Roy and H.G.--as all Aussies know them--serve up the Olympics on a twisted skewer. Close-up footage of Greco-Roman wrestlers sweating on one another is accompanied by the greatest hits of Barry White. The 1996 Olympics are referred to only as “the toilet of Atlanta.” Roy and H.G. narrate men’s gymnastics highlights, inventing their own ridiculous language for all of the ridiculous floor maneuvers: “Ohhh, that’s a ‘hello boys’ in combination with a ‘crazy date!’ ”

Unlike Seven’s jingoistic, straight-faced coverage, Roy and H.G. regularly send up Aussie athletes. Sour tennis player Mark Philippoussis is known only as “the Poo,’ and Roy and H.G. attached a tobacco pipe to the head of a bright red tennis racket, imploring the Poo to come on the show and smoke the tennis peace pipe with Pat Rafter.
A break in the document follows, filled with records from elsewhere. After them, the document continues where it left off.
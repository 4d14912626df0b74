//! Loading and saving the byte artifacts the tool consumes and produces

use std::fs;
use std::io::{self, Read};
use std::path::Path;

use tracing::debug;

use crate::device::{ObjectContext, SessionContext};
use crate::error::StoreError;
use crate::tpm_structure::TpmStructure;
use crate::tpm_types::TPMT_TK_AUTH;

/// Upper bound on any context blob read from disk
pub const MAX_CONTEXT_SIZE: usize = 4096;

/// Where an input artifact comes from
#[derive(Debug, Clone, Copy)]
pub enum Source<'a> {
    Path(&'a Path),
    Stdin,
}

impl Source<'_> {
    fn describe(&self) -> String {
        match self {
            Source::Path(path) => format!("\"{}\"", path.display()),
            Source::Stdin => "stdin".to_string(),
        }
    }
}

/// Durable storage for opaque byte blobs
pub trait ArtifactStore {
    fn save_bytes(&self, path: &Path, data: &[u8]) -> Result<(), StoreError>;

    /// Reads a whole artifact, failing if it is larger than `max_size`
    fn read_bytes(&self, source: Source<'_>, max_size: usize) -> Result<Vec<u8>, StoreError>;
}

/// Artifact store backed by the filesystem and the process's stdin
#[derive(Debug, Clone, Copy, Default)]
pub struct FsStore;

fn read_bounded<R: Read>(reader: R, max_size: usize) -> io::Result<Vec<u8>> {
    let mut data = Vec::new();
    reader.take(max_size as u64 + 1).read_to_end(&mut data)?;
    Ok(data)
}

impl ArtifactStore for FsStore {
    fn save_bytes(&self, path: &Path, data: &[u8]) -> Result<(), StoreError> {
        fs::write(path, data).map_err(|source| StoreError::Write {
            path: path.to_path_buf(),
            source,
        })?;
        debug!(path = %path.display(), size = data.len(), "saved artifact");
        Ok(())
    }

    fn read_bytes(&self, source: Source<'_>, max_size: usize) -> Result<Vec<u8>, StoreError> {
        let data = match source {
            Source::Path(path) => fs::File::open(path)
                .and_then(|file| read_bounded(file, max_size))
                .map_err(|source| StoreError::Read {
                    path: path.to_path_buf(),
                    source,
                })?,
            Source::Stdin => read_bounded(io::stdin().lock(), max_size).map_err(StoreError::Stdin)?,
        };
        if data.len() > max_size {
            return Err(StoreError::TooLarge {
                origin: source.describe(),
                size: data.len(),
                max: max_size,
            });
        }
        Ok(data)
    }
}

fn load_structure<T: TpmStructure, S: ArtifactStore + ?Sized>(
    store: &S,
    path: &Path,
    what: &'static str,
) -> Result<T, StoreError> {
    let bytes = store.read_bytes(Source::Path(path), MAX_CONTEXT_SIZE)?;
    T::from_bytes(bytes).map_err(|source| StoreError::Malformed {
        what,
        path: path.to_path_buf(),
        source,
    })
}

fn save_structure<T: TpmStructure, S: ArtifactStore + ?Sized>(
    store: &S,
    path: &Path,
    value: &T,
    what: &'static str,
) -> Result<(), StoreError> {
    let bytes = value.to_bytes().map_err(|source| StoreError::Malformed {
        what,
        path: path.to_path_buf(),
        source,
    })?;
    store.save_bytes(path, &bytes)
}

pub fn load_session_context<S: ArtifactStore + ?Sized>(
    store: &S,
    path: &Path,
) -> Result<SessionContext, StoreError> {
    load_structure(store, path, "session context")
}

pub fn save_session_context<S: ArtifactStore + ?Sized>(
    store: &S,
    path: &Path,
    context: &SessionContext,
) -> Result<(), StoreError> {
    save_structure(store, path, context, "session context")
}

pub fn load_object_context<S: ArtifactStore + ?Sized>(
    store: &S,
    path: &Path,
) -> Result<ObjectContext, StoreError> {
    load_structure(store, path, "object context")
}

pub fn save_object_context<S: ArtifactStore + ?Sized>(
    store: &S,
    path: &Path,
    object: &ObjectContext,
) -> Result<(), StoreError> {
    save_structure(store, path, object, "object context")
}

/// Writes a marshalled `TPMT_TK_AUTH`
pub fn save_authorization_ticket<S: ArtifactStore + ?Sized>(
    store: &S,
    path: &Path,
    ticket: &TPMT_TK_AUTH,
) -> Result<(), StoreError> {
    save_structure(store, path, ticket, "auth ticket")
}

pub fn load_authorization_ticket<S: ArtifactStore + ?Sized>(
    store: &S,
    path: &Path,
) -> Result<TPMT_TK_AUTH, StoreError> {
    load_structure(store, path, "auth ticket")
}

#[cfg(test)]
mod tests {
    use super::*;
    use crate::tpm_types::{TPM_RH, TPM_ST};

    #[test]
    fn test_save_and_read() {
        let dir = tempfile::tempdir().unwrap();
        let path = dir.path().join("blob.bin");
        FsStore.save_bytes(&path, &[1, 2, 3]).unwrap();
        assert_eq!(
            FsStore.read_bytes(Source::Path(&path), 3).unwrap(),
            vec![1, 2, 3]
        );
    }

    #[test]
    fn test_read_enforces_limit() {
        let dir = tempfile::tempdir().unwrap();
        let path = dir.path().join("nonce.bin");
        FsStore.save_bytes(&path, &[0u8; 65]).unwrap();
        let err = FsStore.read_bytes(Source::Path(&path), 64).unwrap_err();
        assert!(matches!(err, StoreError::TooLarge { max: 64, .. }));
    }

    #[test]
    fn test_missing_file() {
        let dir = tempfile::tempdir().unwrap();
        let err = FsStore
            .read_bytes(Source::Path(&dir.path().join("absent")), 64)
            .unwrap_err();
        assert!(matches!(err, StoreError::Read { .. }));
    }

    #[test]
    fn test_write_into_missing_directory() {
        let dir = tempfile::tempdir().unwrap();
        let err = FsStore
            .save_bytes(&dir.path().join("no/such/dir/out.bin"), &[1])
            .unwrap_err();
        assert!(matches!(err, StoreError::Write { .. }));
    }

    #[test]
    fn test_ticket_file() {
        let dir = tempfile::tempdir().unwrap();
        let path = dir.path().join("ticket.bin");
        let ticket = TPMT_TK_AUTH {
            tag: TPM_ST::AUTH_SECRET,
            hierarchy: TPM_RH::ENDORSEMENT,
            digest: vec![0x11; 32],
        };
        save_authorization_ticket(&FsStore, &path, &ticket).unwrap();
        assert_eq!(fs::metadata(&path).unwrap().len(), 2 + 4 + 2 + 32);
        assert_eq!(load_authorization_ticket(&FsStore, &path).unwrap(), ticket);
    }

    #[test]
    fn test_malformed_session_context() {
        let dir = tempfile::tempdir().unwrap();
        let path = dir.path().join("session.ctx");
        FsStore.save_bytes(&path, b"not a context").unwrap();
        let err = load_session_context(&FsStore, &path).unwrap_err();
        assert!(matches!(
            err,
            StoreError::Malformed { what: "session context", .. }
        ));
    }
}
//! Error types for the policysecret tool

use std::io;
use std::path::PathBuf;

use thiserror::Error;

use crate::tpm_types::TPM_RC;

/// Errors raised by the TPM device and by wire (un)marshalling
#[derive(Debug, Error)]
pub enum TpmError {
    /// Buffer underflow occurred during deserialization
    #[error("Buffer underflow during deserialization")]
    BufferUnderflow,

    /// Buffer overflow occurred during serialization
    #[error("Buffer overflow during serialization")]
    BufferOverflow,

    /// Sized buffer longer than its type allows
    #[error("Invalid array size: {0}")]
    InvalidArraySize(String),

    /// Incorrect tag value
    #[error("Incorrect tag: expected 0x{expected:X}, got 0x{actual:X}")]
    IncorrectTag { expected: u32, actual: u32 },

    /// Unknown enumeration value on the wire
    #[error("Invalid enum value 0x{0:X}")]
    InvalidEnumValue(u32),

    /// The TPM rejected a command
    #[error("{command} failed: {rc}")]
    CommandFailed { command: &'static str, rc: TPM_RC },
}

/// Errors raised while loading or saving artifacts
#[derive(Debug, Error)]
pub enum StoreError {
    #[error("could not read \"{}\": {source}", path.display())]
    Read { path: PathBuf, source: io::Error },

    #[error("could not read from stdin: {0}")]
    Stdin(#[source] io::Error),

    #[error("could not write \"{}\": {source}", path.display())]
    Write { path: PathBuf, source: io::Error },

    #[error("{origin} holds {size} bytes, more than the {max} byte limit")]
    TooLarge {
        origin: String,
        size: usize,
        max: usize,
    },

    #[error("malformed {what} in \"{}\": {source}", path.display())]
    Malformed {
        what: &'static str,
        path: PathBuf,
        source: TpmError,
    },
}

/// Problems with the caller's input, detected before any TPM resource is
/// acquired
#[derive(Debug, Error)]
pub enum ConfigError {
    #[error("Must specify -S session file.")]
    MissingSession,

    #[error("Must specify -c handle-id/ context file path.")]
    MissingObjectContext,

    #[error("Failed reading expiration duration from value, got:\"{0}\"")]
    InvalidExpiration(String),

    #[error("nonce is {size} bytes, at most {max} are allowed")]
    NonceTooLarge { size: usize, max: usize },

    #[error("could not load nonce: {0}")]
    Nonce(#[source] StoreError),

    #[error("invalid auth value \"{0}\"")]
    InvalidAuth(String),

    #[error("auth form \"{0}\" is not supported by this tool")]
    UnsupportedAuth(String),
}

/// Failure of one of the collaborators (device, store, resolver)
#[derive(Debug, Error)]
pub enum ResourceError {
    #[error(transparent)]
    Tpm(#[from] TpmError),

    #[error(transparent)]
    Store(#[from] StoreError),

    #[error("{0}")]
    Invalid(String),
}

/// Broad classification used for exit statuses
#[derive(Debug, Clone, Copy, PartialEq, Eq)]
pub enum ErrorKind {
    Configuration,
    Resource,
    Persistence,
}

/// Run-level error; each variant names the step that failed
#[derive(Debug, Error)]
pub enum Error {
    #[error(transparent)]
    Config(#[from] ConfigError),

    #[error("could not restore policy session from \"{}\": {source}", path.display())]
    SessionRestore {
        path: PathBuf,
        source: ResourceError,
    },

    #[error("could not load auth entity \"{context}\": {source}")]
    EntityResolution {
        context: String,
        source: ResourceError,
    },

    #[error("could not load qualifier data: {0}")]
    Qualifier(#[source] StoreError),

    #[error("Could not build policysecret: {0}")]
    Assertion(#[source] ResourceError),

    #[error("could not close auth entity session: {0}")]
    EntitySessionClose(#[source] ResourceError),

    #[error("could not flush auth entity: {0}")]
    EntityFlush(#[source] ResourceError),

    #[error("could not finalize policy digest: {0}")]
    Finalize(#[source] ResourceError),

    #[error("could not close policy session: {0}")]
    PolicySessionClose(#[source] ResourceError),

    #[error("Failed to save timeout to file: {0}")]
    PersistTimeout(#[source] StoreError),

    #[error("Failed to save auth ticket: {0}")]
    PersistTicket(#[source] StoreError),
}

impl Error {
    pub fn kind(&self) -> ErrorKind {
        match self {
            Self::Config(_) => ErrorKind::Configuration,
            Self::PersistTimeout(_) | Self::PersistTicket(_) => ErrorKind::Persistence,
            Self::Finalize(ResourceError::Store(StoreError::Write { .. })) => {
                ErrorKind::Persistence
            }
            _ => ErrorKind::Resource,
        }
    }
}

#[cfg(test)]
mod tests {
    use super::*;

    #[test]
    fn test_kind_classification() {
        assert_eq!(
            Error::from(ConfigError::MissingSession).kind(),
            ErrorKind::Configuration
        );

        let write = || StoreError::Write {
            path: PathBuf::from("ticket.bin"),
            source: io::Error::new(io::ErrorKind::PermissionDenied, "denied"),
        };
        assert_eq!(Error::PersistTicket(write()).kind(), ErrorKind::Persistence);
        assert_eq!(
            Error::Finalize(ResourceError::Store(write())).kind(),
            ErrorKind::Persistence
        );

        let rc = TpmError::CommandFailed {
            command: "TPM2_PolicyGetDigest",
            rc: TPM_RC::HANDLE,
        };
        assert_eq!(Error::Finalize(rc.into()).kind(), ErrorKind::Resource);
    }

    #[test]
    fn test_messages_name_the_step() {
        let err = Error::SessionRestore {
            path: PathBuf::from("session.ctx"),
            source: ResourceError::Invalid("gone".into()),
        };
        assert_eq!(
            err.to_string(),
            "could not restore policy session from \"session.ctx\": gone"
        );
    }
}
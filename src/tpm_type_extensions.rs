use crate::crypto::Crypto;
use crate::tpm_types::*;

impl TPM_ALG_ID {
    pub fn digest_size(&self) -> usize {
        Crypto::digest_size(*self)
    }
}

impl TPM_HANDLE {
    /// Maps the `tpm2-tools` hierarchy shorthands onto their permanent handles
    pub fn from_hierarchy_alias(alias: &str) -> Option<Self> {
        let handle = match alias {
            "o" | "owner" => TPM_RH::OWNER,
            "p" | "platform" => TPM_RH::PLATFORM,
            "e" | "endorsement" => TPM_RH::ENDORSEMENT,
            "n" | "null" => TPM_RH::NULL,
            "l" | "lockout" => TPM_RH::LOCKOUT,
            _ => return None,
        };
        Some(TPM_HANDLE::new(handle))
    }

    /// Parses `0x`-prefixed hex or plain decimal handle values
    pub fn parse(value: &str) -> Option<Self> {
        let raw = match value.strip_prefix("0x").or_else(|| value.strip_prefix("0X")) {
            Some(hex) => u32::from_str_radix(hex, 16).ok()?,
            None if !value.is_empty() && value.bytes().all(|b| b.is_ascii_digit()) => {
                value.parse().ok()?
            }
            None => return None,
        };
        Some(TPM_HANDLE::new(raw))
    }

    pub fn is_hierarchy(&self) -> bool {
        matches!(
            self.0,
            TPM_RH::OWNER | TPM_RH::PLATFORM | TPM_RH::ENDORSEMENT | TPM_RH::NULL | TPM_RH::LOCKOUT
        )
    }

    /// Handles an auth entity may live at when NV indices are allowed
    pub fn is_auth_entity(&self) -> bool {
        match self.handle_type() {
            TPM_HANDLE::HT_PERMANENT => self.is_hierarchy(),
            TPM_HANDLE::HT_TRANSIENT | TPM_HANDLE::HT_PERSISTENT | TPM_HANDLE::HT_NV_INDEX => true,
            _ => false,
        }
    }

    /// Name of a permanent handle: the handle value itself
    pub fn permanent_name(&self) -> Vec<u8> {
        self.0.to_be_bytes().to_vec()
    }

    /// Hierarchy a ticket issued against this permanent handle belongs to
    pub fn ticket_hierarchy(&self) -> u32 {
        match self.0 {
            TPM_RH::LOCKOUT => TPM_RH::OWNER,
            other => other,
        }
    }
}

#[cfg(test)]
mod tests {
    use super::*;

    #[test]
    fn test_aliases() {
        assert_eq!(
            TPM_HANDLE::from_hierarchy_alias("e"),
            Some(TPM_HANDLE::new(TPM_RH::ENDORSEMENT))
        );
        assert_eq!(
            TPM_HANDLE::from_hierarchy_alias("owner"),
            Some(TPM_HANDLE::new(TPM_RH::OWNER))
        );
        assert_eq!(TPM_HANDLE::from_hierarchy_alias("x"), None);
    }

    #[test]
    fn test_parse_handles() {
        assert_eq!(
            TPM_HANDLE::parse("0x81000001"),
            Some(TPM_HANDLE::new(0x8100_0001))
        );
        assert_eq!(TPM_HANDLE::parse("1073741825"), Some(TPM_HANDLE::new(TPM_RH::OWNER)));
        assert_eq!(TPM_HANDLE::parse("key.ctx"), None);
        assert_eq!(TPM_HANDLE::parse("0xnothex"), None);
        assert_eq!(TPM_HANDLE::parse(""), None);
    }

    #[test]
    fn test_auth_entity_ranges() {
        assert!(TPM_HANDLE::new(0x0150_0016).is_auth_entity());
        assert!(TPM_HANDLE::new(TPM_RH::PLATFORM).is_auth_entity());
        assert!(!TPM_HANDLE::new(TPM_RH::PW).is_auth_entity());
        assert!(!TPM_HANDLE::new(0x0300_0000).is_auth_entity());
    }

    #[test]
    fn test_permanent_name() {
        assert_eq!(
            TPM_HANDLE::new(TPM_RH::ENDORSEMENT).permanent_name(),
            vec![0x40, 0x00, 0x00, 0x0B]
        );
        assert_eq!(TPM_HANDLE::new(TPM_RH::LOCKOUT).ticket_hierarchy(), TPM_RH::OWNER);
    }
}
Instead, Rafter eventually appeared alone on the show, where he revealed he was ignoring his doctor’s advice to rest an injury.

H.G.: “That’s wise. Doctors don’t know anything about tennis.”

A good sport, Rafter exchanged playful verbal volleys with the hosts. Delighted, Roy and H.G. presented Rafter with tokens of their sincere appreciation: an engraved Fatso pin . . . and a cheese platter.